◆ What the task requires ◆
Copy out each line of the data that holds the string "usize".

◆ Records supplied ◆
"""

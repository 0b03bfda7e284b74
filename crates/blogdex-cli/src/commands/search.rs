//! Search command implementation

use anyhow::Result;
use blogdex_core::{ArtifactStore, Config, SearchHandle, SearchOptions};
use std::path::PathBuf;
use tracing::debug;

use crate::output::{OutputFormat, print_json, print_search_hits};

/// Execute the search command
pub fn execute(
    config: &Config,
    query: &[String],
    index: Option<PathBuf>,
    limit: Option<usize>,
    format: OutputFormat,
) -> Result<()> {
    let store = ArtifactStore::new(index.unwrap_or_else(|| config.paths.artifact.clone()));
    let handle = SearchHandle::new(SearchOptions::from(&config.search));
    let loaded = handle.reload(&store)?;
    debug!("loaded {loaded} documents from {}", store.artifact_path().display());

    let text = query.join(" ");
    let hits = handle.query(&text, limit.unwrap_or(config.search.limit))?;

    match format {
        OutputFormat::Json => print_json(&hits)?,
        OutputFormat::Text if hits.is_empty() => println!("No results for '{text}'"),
        OutputFormat::Text => print_search_hits(&hits),
    }
    Ok(())
}
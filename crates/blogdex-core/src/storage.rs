//! Persistence for the search index artifact and the other generated files.
//!
//! Every write goes to a sibling `.tmp` file first and is then renamed over the
//! target, so a reader sees either the old file or the new one, never a
//! partial write.

use crate::{DocumentRecord, Error, Result};
use chrono::{SecondsFormat, Utc};
use std::fs;
use std::path::{Path, PathBuf};
use tracing::debug;

/// Location of the artifact and the freshness marker.
#[derive(Debug, Clone)]
pub struct ArtifactStore {
    artifact_path: PathBuf,
    marker_path: Option<PathBuf>,
}

impl ArtifactStore {
    /// Store writing the artifact to `artifact_path`, without a freshness marker.
    pub fn new(artifact_path: impl Into<PathBuf>) -> Self {
        Self {
            artifact_path: artifact_path.into(),
            marker_path: None,
        }
    }

    /// Rewrite `marker_path` after every save via [`touch_marker`](Self::touch_marker).
    #[must_use]
    pub fn with_marker(mut self, marker_path: impl Into<PathBuf>) -> Self {
        self.marker_path = Some(marker_path.into());
        self
    }

    /// Where the artifact lives.
    pub fn artifact_path(&self) -> &Path {
        &self.artifact_path
    }

    /// Where the freshness marker lives, if any.
    pub fn marker_path(&self) -> Option<&Path> {
        self.marker_path.as_deref()
    }

    /// Serialize `records` and atomically replace the artifact.
    pub fn save(&self, records: &[DocumentRecord]) -> Result<()> {
        let json = serde_json::to_string_pretty(records)?;
        write_atomic(&self.artifact_path, json.as_bytes())?;
        debug!(
            "wrote {} records to {}",
            records.len(),
            self.artifact_path.display()
        );
        Ok(())
    }

    /// Read the artifact back.
    ///
    /// Returns [`Error::NotFound`] when no artifact has been written yet and
    /// [`Error::Index`] when the file is not a valid artifact.
    pub fn load(&self) -> Result<Vec<DocumentRecord>> {
        let bytes = match fs::read(&self.artifact_path) {
            Ok(bytes) => bytes,
            Err(e) if e.kind() == std::io::ErrorKind::NotFound => {
                return Err(Error::NotFound(format!(
                    "no search index at {}",
                    self.artifact_path.display()
                )));
            },
            Err(e) => return Err(Error::Io(e)),
        };
        serde_json::from_slice(&bytes).map_err(|e| {
            Error::Index(format!(
                "{} is not a valid search index: {e}",
                self.artifact_path.display()
            ))
        })
    }

    /// Rewrite the freshness marker with the current time.
    ///
    /// Does nothing when the store has no marker.
    pub fn touch_marker(&self) -> Result<()> {
        let Some(marker) = &self.marker_path else {
            return Ok(());
        };
        let stamp = Utc::now().to_rfc3339_opts(SecondsFormat::Millis, true);
        write_atomic(marker, format!("// refreshed at {stamp}\n").as_bytes())
    }

    /// Atomically write any other generated file, such as the sitemap.
    pub fn write_text(&self, path: &Path, contents: &str) -> Result<()> {
        write_atomic(path, contents.as_bytes())
    }
}

fn write_atomic(path: &Path, contents: &[u8]) -> Result<()> {
    if let Some(parent) = path.parent().filter(|p| !p.as_os_str().is_empty()) {
        fs::create_dir_all(parent)
            .map_err(|e| Error::Storage(format!("Failed to create {}: {e}", parent.display())))?;
    }

    let mut tmp_name = path.file_name().unwrap_or_default().to_os_string();
    tmp_name.push(".tmp");
    let tmp_path = path.with_file_name(tmp_name);

    fs::write(&tmp_path, contents)
        .map_err(|e| Error::Storage(format!("Failed to write {}: {e}", tmp_path.display())))?;

    #[cfg(target_os = "windows")]
    if path.exists() {
        fs::remove_file(path)
            .map_err(|e| Error::Storage(format!("Failed to remove existing file: {e}")))?;
    }

    fs::rename(&tmp_path, path).map_err(|e| {
        let _ = fs::remove_file(&tmp_path);
        Error::Storage(format!("Failed to commit {}: {e}", path.display()))
    })
}
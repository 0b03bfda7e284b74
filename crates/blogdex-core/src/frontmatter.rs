//! Front-matter extraction.
//!
//! A document may open with a YAML block fenced by `---` lines. Only three keys
//! matter to the index (`title`, `summary`, `tags`); everything else in the
//! block is ignored. Shapes that do not fit are defaulted per field instead of
//! failing the document.

use crate::{Error, Result};
use serde_yaml::Value;

const DELIMITER: &str = "---";
const BOM: char = '\u{feff}';

/// A document split into its front-matter block and body.
#[derive(Debug, Clone, Copy, PartialEq, Eq)]
pub struct Split<'a> {
    /// Raw text between the fences, if the document has a block.
    pub front: Option<&'a str>,
    /// Everything after the closing fence.
    pub body: &'a str,
}

/// Metadata the index cares about.
#[derive(Debug, Clone, Default, PartialEq, Eq)]
pub struct FrontMatter {
    /// `title` key.
    pub title: Option<String>,
    /// `summary` key.
    pub summary: Option<String>,
    /// `tags` key, scalar elements only.
    pub tags: Vec<String>,
}

/// Split `raw` into front-matter and body.
///
/// Returns [`Error::Parse`] when an opening fence is never closed; callers
/// should then treat the whole text as body.
pub fn split(raw: &str) -> Result<Split<'_>> {
    let text = raw.strip_prefix(BOM).unwrap_or(raw);
    let (first, mut rest) = next_line(text);

    let Some(tag) = first.strip_prefix(DELIMITER) else {
        return Ok(Split {
            front: None,
            body: text,
        });
    };
    // `---` followed by a language tag (`---yaml`) still opens a block, `----` does not.
    let tag = tag.trim_end();
    if !tag.chars().all(char::is_alphanumeric) {
        return Ok(Split {
            front: None,
            body: text,
        });
    }

    let block_start = text.len() - rest.len();
    while !rest.is_empty() {
        let line_start = text.len() - rest.len();
        let (line, after) = next_line(rest);
        if line.trim_end() == DELIMITER {
            return Ok(Split {
                front: Some(&text[block_start..line_start]),
                body: after,
            });
        }
        rest = after;
    }

    Err(Error::Parse("front-matter block is not closed".into()))
}

/// Parse a front-matter block.
pub fn parse(block: &str) -> Result<FrontMatter> {
    if block.trim().is_empty() {
        return Ok(FrontMatter::default());
    }

    let value: Value =
        serde_yaml::from_str(block).map_err(|e| Error::Parse(format!("invalid YAML: {e}")))?;
    let Value::Mapping(map) = value else {
        return Err(Error::Parse("front-matter is not a key/value mapping".into()));
    };

    let tags = match map.get("tags") {
        Some(Value::Sequence(items)) => items.iter().filter_map(scalar).collect(),
        _ => Vec::new(),
    };

    Ok(FrontMatter {
        title: map.get("title").and_then(scalar),
        summary: map.get("summary").and_then(scalar),
        tags,
    })
}

fn scalar(value: &Value) -> Option<String> {
    match value {
        Value::String(s) => Some(s.clone()),
        Value::Number(n) => Some(n.to_string()),
        Value::Bool(b) => Some(b.to_string()),
        Value::Tagged(tagged) => scalar(&tagged.value),
        Value::Null | Value::Sequence(_) | Value::Mapping(_) => None,
    }
}

/// First line of `text` (without terminator) and the remainder after it.
fn next_line(text: &str) -> (&str, &str) {
    match text.find('\n') {
        Some(idx) => {
            let line = &text[..idx];
            (line.strip_suffix('\r').unwrap_or(line), &text[idx + 1..])
        },
        None => (text, ""),
    }
}
//! Fuzzy search over index records.
//!
//! [`SearchIndex`] is an immutable structure built from one artifact.
//! [`SearchHandle`] owns the currently active index and swaps in a new one on
//! reload while queries against the old one finish undisturbed.
//!
//! ## Matching
//!
//! A query is lowercased and split on whitespace. A document matches when every
//! token is within `threshold` of its title, summary, one of its tags or its
//! body (see [`similarity`](crate::similarity::similarity)). The document
//! score is the mean over tokens of the best `weight * (1 - distance)`.
//!
//! ```rust
//! use blogdex_core::{DocumentRecord, SearchIndex, SearchOptions};
//! use chrono::Utc;
//!
//! let now = Utc::now();
//! let records = vec![DocumentRecord {
//!     title: "Pinning in async Rust".into(),
//!     summary: String::new(),
//!     tags: vec!["rust".into()],
//!     slug: "rust/pin".into(),
//!     folder: "rust".into(),
//!     content: "Why futures must not move.".into(),
//!     created_at: now,
//!     updated_at: now,
//! }];
//!
//! let index = SearchIndex::build(&records, SearchOptions::default());
//! let hits = index.query("pinnign", 10);
//! assert_eq!(hits[0].id, "rust/pin");
//! ```

use crate::config::{FieldWeights, SearchConfig};
use crate::similarity::{edit_ratio, substring_distance_ratio};
use crate::{ArtifactStore, DocumentRecord, Error, Result, SearchResult};
use rayon::prelude::*;
use std::cmp::Ordering;
use std::sync::{Arc, PoisonError, RwLock};
use std::time::Instant;
use tracing::{debug, info};

/// Query tuning, usually taken from the `[search]` config section.
#[derive(Debug, Clone, Copy, PartialEq)]
pub struct SearchOptions {
    /// Maximum normalized distance for a token match.
    pub threshold: f64,
    /// Default result cap for [`SearchIndex::search`].
    pub limit: usize,
    /// Snippet length in characters.
    pub snippet_chars: usize,
    /// Longest query token considered, in characters.
    pub max_pattern_chars: usize,
    /// Per-field weights.
    pub weights: FieldWeights,
}

impl Default for SearchOptions {
    fn default() -> Self {
        Self::from(&SearchConfig::default())
    }
}

impl From<&SearchConfig> for SearchOptions {
    fn from(config: &SearchConfig) -> Self {
        Self {
            threshold: config.threshold,
            limit: config.limit,
            snippet_chars: config.snippet_chars,
            max_pattern_chars: config.max_pattern_chars,
            weights: config.weights,
        }
    }
}

#[derive(Debug)]
struct IndexedDocument {
    id: String,
    title: String,
    snippet: String,
    title_chars: Vec<char>,
    summary_chars: Vec<char>,
    tag_chars: Vec<Vec<char>>,
    content_chars: Vec<char>,
}

impl IndexedDocument {
    fn new(record: &DocumentRecord, snippet_chars: usize) -> Self {
        Self {
            id: record.slug.clone(),
            title: record.title.clone(),
            snippet: record.content.chars().take(snippet_chars).collect(),
            title_chars: folded(&record.title),
            summary_chars: folded(&record.summary),
            tag_chars: record.tags.iter().map(|t| folded(t)).collect(),
            content_chars: folded(&record.content),
        }
    }

    /// Best weighted relevance of `token` over all fields, if any field matches.
    fn token_relevance(&self, token: &[char], options: &SearchOptions) -> Option<f64> {
        let w = &options.weights;
        let fields = [
            (w.title, self.title_chars.as_slice()),
            (w.summary, self.summary_chars.as_slice()),
            (w.content, self.content_chars.as_slice()),
        ];
        let tags = self.tag_chars.iter().map(|t| (w.tags, t.as_slice()));

        fields
            .into_iter()
            .chain(tags)
            .filter(|(_, text)| !text.is_empty())
            .filter_map(|(weight, text)| {
                let distance = substring_distance_ratio(token, text);
                (distance <= options.threshold).then(|| weight * (1.0 - distance))
            })
            .max_by(f64::total_cmp)
    }
}

fn folded(text: &str) -> Vec<char> {
    text.chars().flat_map(char::to_lowercase).collect()
}

/// Searchable structure built from one artifact.
#[derive(Debug)]
pub struct SearchIndex {
    documents: Vec<IndexedDocument>,
    options: SearchOptions,
}

struct Candidate {
    position: usize,
    score: f64,
    title_distance: f64,
}

impl SearchIndex {
    /// Build the structure from records in artifact order.
    pub fn build(records: &[DocumentRecord], options: SearchOptions) -> Self {
        let documents = records
            .par_iter()
            .map(|record| IndexedDocument::new(record, options.snippet_chars))
            .collect();
        Self { documents, options }
    }

    /// Build from the artifact held by `store`.
    pub fn load(store: &ArtifactStore, options: SearchOptions) -> Result<Self> {
        let records = store.load()?;
        Ok(Self::build(&records, options))
    }

    /// Number of searchable documents.
    pub fn len(&self) -> usize {
        self.documents.len()
    }

    /// Whether the index holds no documents.
    pub fn is_empty(&self) -> bool {
        self.documents.is_empty()
    }

    /// Options the index was built with.
    pub const fn options(&self) -> &SearchOptions {
        &self.options
    }

    /// Query with the configured default limit.
    pub fn search(&self, text: &str) -> Vec<SearchResult> {
        self.query(text, self.options.limit)
    }

    /// Ranked matches for `text`, at most `limit` of them.
    pub fn query(&self, text: &str, limit: usize) -> Vec<SearchResult> {
        let lowered = text.to_lowercase();
        let tokens: Vec<Vec<char>> = lowered
            .split_whitespace()
            .map(|t| t.chars().take(self.options.max_pattern_chars).collect())
            .collect();
        if tokens.is_empty() || limit == 0 {
            return Vec::new();
        }
        let started = Instant::now();
        let whole: Vec<char> = tokens.join(&' ');

        let mut candidates: Vec<Candidate> = self
            .documents
            .par_iter()
            .enumerate()
            .filter_map(|(position, doc)| {
                let mut total = 0.0;
                for token in &tokens {
                    total += doc.token_relevance(token, &self.options)?;
                }
                #[allow(clippy::cast_precision_loss)]
                let score = total / tokens.len() as f64;
                Some(Candidate {
                    position,
                    score,
                    title_distance: edit_ratio(&whole, &doc.title_chars),
                })
            })
            .collect();

        candidates.sort_by(|a, b| {
            b.score
                .total_cmp(&a.score)
                .then_with(|| a.title_distance.total_cmp(&b.title_distance))
                .then_with(|| a.position.cmp(&b.position))
        });
        let matched = candidates.len();
        candidates.truncate(limit);

        debug!(
            "query {text:?}: {matched} matches in {}µs",
            started.elapsed().as_micros()
        );
        candidates
            .into_iter()
            .map(|c| {
                let doc = &self.documents[c.position];
                SearchResult {
                    id: doc.id.clone(),
                    title: doc.title.clone(),
                    snippet: doc.snippet.clone(),
                    score: c.score,
                }
            })
            .collect()
    }
}

/// Shared, reloadable handle to the active [`SearchIndex`].
///
/// Reloads build the new index before taking the write lock, and queries
/// hold the read lock only long enough to clone an `Arc`, so a reload never
/// blocks behind a slow query and a query never sees a half-built index.
#[derive(Debug, Default)]
pub struct SearchHandle {
    active: RwLock<Option<Arc<SearchIndex>>>,
    options: SearchOptions,
}

impl SearchHandle {
    /// Empty handle; queries fail with [`Error::NotReady`] until the first install.
    pub fn new(options: SearchOptions) -> Self {
        Self {
            active: RwLock::new(None),
            options,
        }
    }

    /// Build an index from `records` and make it the active one.
    pub fn install(&self, records: &[DocumentRecord]) -> usize {
        let index = Arc::new(SearchIndex::build(records, self.options));
        let count = index.len();
        *self.active.write().unwrap_or_else(PoisonError::into_inner) = Some(index);
        count
    }

    /// Rebuild from the artifact in `store`.
    ///
    /// On failure the previously active index stays in place.
    pub fn reload(&self, store: &ArtifactStore) -> Result<usize> {
        let records = store.load()?;
        let count = self.install(&records);
        info!(
            "search index reloaded from {} ({count} documents)",
            store.artifact_path().display()
        );
        Ok(count)
    }

    /// Whether an index has been installed.
    pub fn is_ready(&self) -> bool {
        self.active
            .read()
            .unwrap_or_else(PoisonError::into_inner)
            .is_some()
    }

    /// The active index.
    pub fn snapshot(&self) -> Result<Arc<SearchIndex>> {
        self.active
            .read()
            .unwrap_or_else(PoisonError::into_inner)
            .clone()
            .ok_or_else(|| Error::NotReady("no search index has been loaded".into()))
    }

    /// Query the active index.
    pub fn query(&self, text: &str, limit: usize) -> Result<Vec<SearchResult>> {
        Ok(self.snapshot()?.query(text, limit))
    }
}
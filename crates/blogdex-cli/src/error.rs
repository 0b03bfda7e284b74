//! CLI error handling with semantic exit codes.
//!
//! | Code | Category | Description |
//! |------|----------|-------------|
//! | 0 | Success | Command completed successfully |
//! | 1 | `Internal` | Unexpected/internal error |
//! | 2 | `Usage` | Invalid arguments or configuration |
//! | 3 | `NotFound` | Content root, artifact or article missing |
//! | 4 | `Io` | Reading or writing files failed |
//! | 5 | `NotReady` | No search index is loaded |
//! | 6 | `Integrity` | The artifact is corrupt |
//!
//! ```bash
//! blogdex search "ownership"
//! case $? in
//!     0) echo "ok" ;;
//!     3) echo "run 'blogdex build' first" ;;
//!     6) echo "artifact is corrupt, rebuild it" ;;
//! esac
//! ```

use std::fmt;
use std::process::ExitCode;

/// Semantic error category determining the exit code.
#[derive(Clone, Copy, Debug, PartialEq, Eq, Hash)]
#[repr(u8)]
pub enum ErrorCategory {
    /// Unexpected or internal error (exit code 1).
    Internal = 1,
    /// Invalid arguments or configuration (exit code 2).
    Usage = 2,
    /// Requested resource not found (exit code 3).
    NotFound = 3,
    /// File system failure (exit code 4).
    Io = 4,
    /// Query issued before an index was loaded (exit code 5).
    NotReady = 5,
    /// Index or data corruption (exit code 6).
    Integrity = 6,
}

impl ErrorCategory {
    /// Get the exit code for this category.
    #[must_use]
    pub const fn exit_code(self) -> u8 {
        self as u8
    }

    /// Create an `ExitCode` from this category.
    #[must_use]
    pub fn as_exit_code(self) -> ExitCode {
        ExitCode::from(self.exit_code())
    }

    /// Get a short description of this error category.
    #[must_use]
    pub const fn description(self) -> &'static str {
        match self {
            Self::Internal => "internal error",
            Self::Usage => "usage error",
            Self::NotFound => "not found",
            Self::Io => "i/o error",
            Self::NotReady => "index not ready",
            Self::Integrity => "integrity error",
        }
    }

    /// Category for a core library error.
    #[must_use]
    pub fn from_core(err: &blogdex_core::Error) -> Self {
        use blogdex_core::Error;
        match err {
            Error::Config(_) => Self::Usage,
            Error::NotFound(_) => Self::NotFound,
            Error::Io(_) | Error::Storage(_) | Error::Watch(_) => Self::Io,
            Error::NotReady(_) => Self::NotReady,
            Error::Index(_) | Error::Parse(_) | Error::Serialization(_) => Self::Integrity,
            Error::Other(_) => Self::Internal,
        }
    }
}

impl fmt::Display for ErrorCategory {
    fn fmt(&self, f: &mut fmt::Formatter<'_>) -> fmt::Result {
        write!(f, "{}", self.description())
    }
}

/// A CLI error with a semantic category for exit code mapping.
#[derive(Debug)]
pub struct CliError {
    /// The semantic category of this error.
    pub category: ErrorCategory,
    /// The underlying error with full context.
    pub source: anyhow::Error,
}

impl CliError {
    /// Create a new CLI error with explicit category.
    pub fn new(category: ErrorCategory, source: impl Into<anyhow::Error>) -> Self {
        Self {
            category,
            source: source.into(),
        }
    }

    /// Create a usage error.
    pub fn usage(source: impl Into<anyhow::Error>) -> Self {
        Self::new(ErrorCategory::Usage, source)
    }

    /// Create a not-found error.
    pub fn not_found(source: impl Into<anyhow::Error>) -> Self {
        Self::new(ErrorCategory::NotFound, source)
    }

    /// Get the exit code for this error.
    #[must_use]
    pub const fn exit_code(&self) -> u8 {
        self.category.exit_code()
    }
}

impl fmt::Display for CliError {
    fn fmt(&self, f: &mut fmt::Formatter<'_>) -> fmt::Result {
        write!(f, "{}", self.source)
    }
}

impl std::error::Error for CliError {
    fn source(&self) -> Option<&(dyn std::error::Error + 'static)> {
        Some(self.source.as_ref())
    }
}

/// Determine the exit code from an `anyhow::Error`.
///
/// An explicit [`CliError`] wins; otherwise the first core error in the
/// chain decides; anything else is internal.
#[must_use]
pub fn exit_code_from_error(err: &anyhow::Error) -> u8 {
    if let Some(cli_err) = err.downcast_ref::<CliError>() {
        return cli_err.exit_code();
    }
    err.chain()
        .find_map(|cause| cause.downcast_ref::<blogdex_core::Error>())
        .map_or(ErrorCategory::Internal, ErrorCategory::from_core)
        .exit_code()
}

#[cfg(test)]
mod tests {
    use super::*;
    use anyhow::{Context, anyhow};

    #[test]
    fn test_exit_codes_are_distinct() {
        let codes = [
            ErrorCategory::Internal,
            ErrorCategory::Usage,
            ErrorCategory::NotFound,
            ErrorCategory::Io,
            ErrorCategory::NotReady,
            ErrorCategory::Integrity,
        ]
        .map(ErrorCategory::exit_code);
        assert_eq!(codes, [1, 2, 3, 4, 5, 6]);
    }

    #[test]
    fn test_core_errors_map_through_context() {
        // Given: A core error wrapped in extra context
        let err = Err::<(), _>(blogdex_core::Error::NotFound("artifact".into()))
            .context("Failed to load the search index")
            .unwrap_err();

        // Then: The core category still decides the exit code
        assert_eq!(exit_code_from_error(&err), 3);
    }

    #[test]
    fn test_corrupt_artifact_is_integrity() {
        let err = anyhow::Error::from(blogdex_core::Error::Index("bad json".into()));
        assert_eq!(exit_code_from_error(&err), 6);
    }

    #[test]
    fn test_cli_error_category_wins() {
        let err = anyhow::Error::from(CliError::usage(anyhow!("unknown folder")));
        assert_eq!(exit_code_from_error(&err), 2);
    }

    #[test]
    fn test_unknown_errors_are_internal() {
        assert_eq!(exit_code_from_error(&anyhow!("boom")), 1);
    }
}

"""

◆ Written solution ◆
    limit: Option<usize>,
    pub limit: usize,
    pub snippet_chars: usize,
    pub max_pattern_chars: usize,
    fn new(record: &DocumentRecord, snippet_chars: usize) -> Self {
    position: usize,
    pub fn len(&self) -> usize {
    pub fn query(&self, text: &str, limit: usize) -> Vec<SearchResult> {
    pub fn install(&self, records: &[DocumentRecord]) -> usize {
    pub fn reload(&self, store: &ArtifactStore) -> Result<usize> {
    pub fn query(&self, text: &str, limit: usize) -> Result<Vec<SearchResult>> {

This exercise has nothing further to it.